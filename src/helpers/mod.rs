//! Response and security helpers available on every controller.
//!
//! - [`negotiation`]: `respond_to` content negotiation
//! - [`csrf`]: `protect_from_forgery` and token signing
//! - [`forwarders`]: `send`, `header`, `redirect`, `flash`, `render`

pub mod csrf;
pub mod forwarders;
pub mod negotiation;

pub use csrf::{generate_seed, sign, tokens_match, DEFAULT_PARAM};
pub use negotiation::{Format, Variants};
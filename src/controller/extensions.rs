//! Process-wide extension table.
//!
//! Third parties register named helpers here at start-up. Every controller
//! takes a snapshot of the table when it is constructed and calls entries
//! through [`Controller::call_extension`](super::Controller::call_extension);
//! action scripts reach the same entries by plain name.

use std::sync::{Arc, PoisonError, RwLock};

use indexmap::IndexMap;
use lazy_static::lazy_static;
use serde_json::Value as JsonValue;

use super::Controller;
use crate::error::ControllerError;

/// A helper callable on any controller instance.
pub type ExtensionFn = Arc<
    dyn Fn(&mut Controller<'_>, &[JsonValue]) -> Result<JsonValue, ControllerError> + Send + Sync,
>;

/// Named helpers, in registration order.
#[derive(Clone, Default)]
pub struct ExtensionTable {
    entries: IndexMap<String, ExtensionFn>,
}

impl ExtensionTable {
    pub fn new() -> Self {
        Self::default()
    }

    pub fn insert(&mut self, name: impl Into<String>, extension: ExtensionFn) {
        self.entries.insert(name.into(), extension);
    }

    pub fn register<F>(&mut self, name: impl Into<String>, extension: F)
    where
        F: Fn(&mut Controller<'_>, &[JsonValue]) -> Result<JsonValue, ControllerError>
            + Send
            + Sync
            + 'static,
    {
        self.insert(name, Arc::new(extension));
    }

    pub fn get(&self, name: &str) -> Option<&ExtensionFn> {
        self.entries.get(name)
    }

    pub fn contains(&self, name: &str) -> bool {
        self.entries.contains_key(name)
    }

    pub fn names(&self) -> impl Iterator<Item = &str> {
        self.entries.keys().map(String::as_str)
    }

    pub fn len(&self) -> usize {
        self.entries.len()
    }

    pub fn is_empty(&self) -> bool {
        self.entries.is_empty()
    }
}

impl std::fmt::Debug for ExtensionTable {
    fn fmt(&self, f: &mut std::fmt::Formatter<'_>) -> std::fmt::Result {
        f.debug_list().entries(self.names()).finish()
    }
}

// Written during start-up only; request handling takes cheap Arc snapshots.
lazy_static! {
    static ref EXTENSIONS: RwLock<Arc<ExtensionTable>> = RwLock::new(Arc::new(ExtensionTable::new()));
}

/// Register (or replace) a process-wide extension.
///
/// Controllers constructed before the call keep their old snapshot.
pub fn register_extension<F>(name: impl Into<String>, extension: F)
where
    F: Fn(&mut Controller<'_>, &[JsonValue]) -> Result<JsonValue, ControllerError>
        + Send
        + Sync
        + 'static,
{
    let mut table = EXTENSIONS.write().unwrap_or_else(PoisonError::into_inner);
    Arc::make_mut(&mut *table).register(name, extension);
}

/// The current table, shared with every controller built from now on.
pub fn extensions_snapshot() -> Arc<ExtensionTable> {
    EXTENSIONS
        .read()
        .unwrap_or_else(PoisonError::into_inner)
        .clone()
}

□ □ □ □

=== ABOUT THIS TASK ===
The answer should reproduce each entry above in full.

=== ANSWER TO THIS TASK ===
filename src/helpers/mod.rs
//! Response and security helpers available on every controller.
//!
//! - [`negotiation`]: `respond_to` content negotiation
//! - [`csrf`]: `protect_from_forgery` and token signing
//! - [`forwarders`]: `send`, `header`, `redirect`, `flash`, `render`

pub mod csrf;
pub mod forwarders;
pub mod negotiation;

pub use csrf::{generate_seed, sign, tokens_match, DEFAULT_PARAM};
pub use negotiation::{Format, Variants};
filename src/controller/extensions.rs
//! Process-wide extension table.
//!
//! Third parties register named helpers here at start-up. Every controller
//! takes a snapshot of the table when it is constructed and calls entries
//! through [`Controller::call_extension`](super::Controller::call_extension);
//! action scripts reach the same entries by plain name.

use std::sync::{Arc, PoisonError, RwLock};

use indexmap::IndexMap;
use lazy_static::lazy_static;
use serde_json::Value as JsonValue;

use super::Controller;
use crate::error::ControllerError;

/// A helper callable on any controller instance.
pub type ExtensionFn = Arc<
    dyn Fn(&mut Controller<'_>, &[JsonValue]) -> Result<JsonValue, ControllerError> + Send + Sync,
>;

/// Named helpers, in registration order.
#[derive(Clone, Default)]
pub struct ExtensionTable {
    entries: IndexMap<String, ExtensionFn>,
}

impl ExtensionTable {
    pub fn new() -> Self {
        Self::default()
    }

    pub fn insert(&mut self, name: impl Into<String>, extension: ExtensionFn) {
        self.entries.insert(name.into(), extension);
    }

    pub fn register<F>(&mut self, name: impl Into<String>, extension: F)
    where
        F: Fn(&mut Controller<'_>, &[JsonValue]) -> Result<JsonValue, ControllerError>
            + Send
            + Sync
            + 'static,
    {
        self.insert(name, Arc::new(extension));
    }

    pub fn get(&self, name: &str) -> Option<&ExtensionFn> {
        self.entries.get(name)
    }

    pub fn contains(&self, name: &str) -> bool {
        self.entries.contains_key(name)
    }

    pub fn names(&self) -> impl Iterator<Item = &str> {
        self.entries.keys().map(String::as_str)
    }

    pub fn len(&self) -> usize {
        self.entries.len()
    }

    pub fn is_empty(&self) -> bool {
        self.entries.is_empty()
    }
}

impl std::fmt::Debug for ExtensionTable {
    fn fmt(&self, f: &mut std::fmt::Formatter<'_>) -> std::fmt::Result {
        f.debug_list().entries(self.names()).finish()
    }
}

// Written during start-up only; request handling takes cheap Arc snapshots.
lazy_static! {
    static ref EXTENSIONS: RwLock<Arc<ExtensionTable>> = RwLock::new(Arc::new(ExtensionTable::new()));
}

/// Register (or replace) a process-wide extension.
///
/// Controllers constructed before the call keep their old snapshot.
pub fn register_extension<F>(name: impl Into<String>, extension: F)
where
    F: Fn(&mut Controller<'_>, &[JsonValue]) -> Result<JsonValue, ControllerError>
        + Send
        + Sync
        + 'static,
{
    let mut table = EXTENSIONS.write().unwrap_or_else(PoisonError::into_inner);
    Arc::make_mut(&mut *table).register(name, extension);
}

/// The current table, shared with every controller built from now on.
pub fn extensions_snapshot() -> Arc<ExtensionTable> {
    EXTENSIONS
        .read()
        .unwrap_or_else(PoisonError::into_inner)
        .clone()
}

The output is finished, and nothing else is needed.